Democrats have proposed to restrict or roll back many of these changes, including in the latest Democratic coronavirus relief bill, which the U.S. House of Representatives is expected to vote on this week.  

The revelations in Trump's tax returns likely add a new dynamic to the political debate over losses, providing an example — although perhaps a unique one — of how wealthy individuals can manipulate loss flexibility in ways that some claim flout the goals of the tax system.

Despite the criticisms of misuse, some tax experts argue that maximum flexibility to use economic losses to smooth out tax payments over uneven years is ideal to achieve a neutral tax system, one that doesn't tilt toward a particular industry.

"Three hundred and sixty-five days is kind of an arbitrary window," said Kyle Pomerleau, a resident fellow at the American Enterprise Institute, a right-leaning public policy think tank. "Companies put investments down that are going to span 5, 10, 15 years and the fact that the IRS divides these things up on an annual basis distorts things."

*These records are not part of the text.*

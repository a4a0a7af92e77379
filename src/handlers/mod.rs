//! NATS message handlers

pub mod upload;

use std::sync::Arc;
use anyhow::Result;
use async_nats::Client;
use tokio::select;
use tokio_util::task::TaskTracker;
use tracing::{error, info};

use crate::config::Config;
use crate::services::pipeline::IngestPipeline;

/// Subscribe to the trigger subject and process events until the
/// subscription ends or the process is interrupted. Runs already started
/// are always allowed to finish before this returns.
pub async fn start_handlers(client: Client, pipeline: Arc<IngestPipeline>, config: &Config) -> Result<()> {
    info!("Starting message handlers...");

    let upload_sub = client.subscribe(config.trigger_subject.clone()).await?;
    info!("Listening for upload events on '{}'", config.trigger_subject);

    let tracker = TaskTracker::new();

    // Leaving the select drops the subscriber, which unsubscribes.
    let result = select! {
        result = upload::handle_upload_events(client.clone(), upload_sub, pipeline, tracker.clone()) => {
            if let Err(e) = &result {
                error!("Upload handler error: {}", e);
            }
            result
        }
        _ = tokio::signal::ctrl_c() => {
            info!("Shutdown signal received");
            Ok(())
        }
    };

    drain_in_flight(&tracker).await;
    client.flush().await.ok();
    result
}

/// Stop accepting new runs and wait for every tracked run to complete.
pub async fn drain_in_flight(tracker: &TaskTracker) {
    tracker.close();
    if !tracker.is_empty() {
        info!(in_flight = tracker.len(), "Waiting for in-flight uploads to finish");
    }
    tracker.wait().await;
    info!("All uploads finished");
}
//! Business logic services

pub mod email_sender;
pub mod email_templates;
pub mod notification_dispatcher;
pub mod object_store;
pub mod pipeline;
pub mod recipient_resolver;
pub mod row_parser;
pub mod row_validator;
pub mod warehouse;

On the other hand, increased flexibility means an increased potential for abuse, stretching the resources of the IRS even further. The agency must issue tentative refunds within 90 days of a request, which critics claim gives overworked auditors little chance to scrutinize the details.

"They're completely outgunned," said Rosenthal of the Tax Policy Center. "When you have manipulators like Trump, that takes a toll on the entire system."

The loss debate dovetails into the debate over the effective tax rates of major corporations such as Amazon.com Inc. — which is no one's idea of an unprofitable company, but often spends and invests so much in a given year that its deductible expenses exceed its taxable income.

Both cases demonstrate the difficulty the tax system can have defining and measuring the elusive concept of profit.

Biden has blasted the tax practices of both Amazon.com and Trump throughout his campaign, and wasted no time linking the president to the TCJA in Tuesday night's debate.

"The tax code that put him in a position that he pays less tax than on the money a schoolteacher makes is because of him," Biden said of Trump. "He says he's smart because he can take advantage of the tax code. And he does take advantage of the tax code. That's why I'm going to eliminate the Trump tax cuts."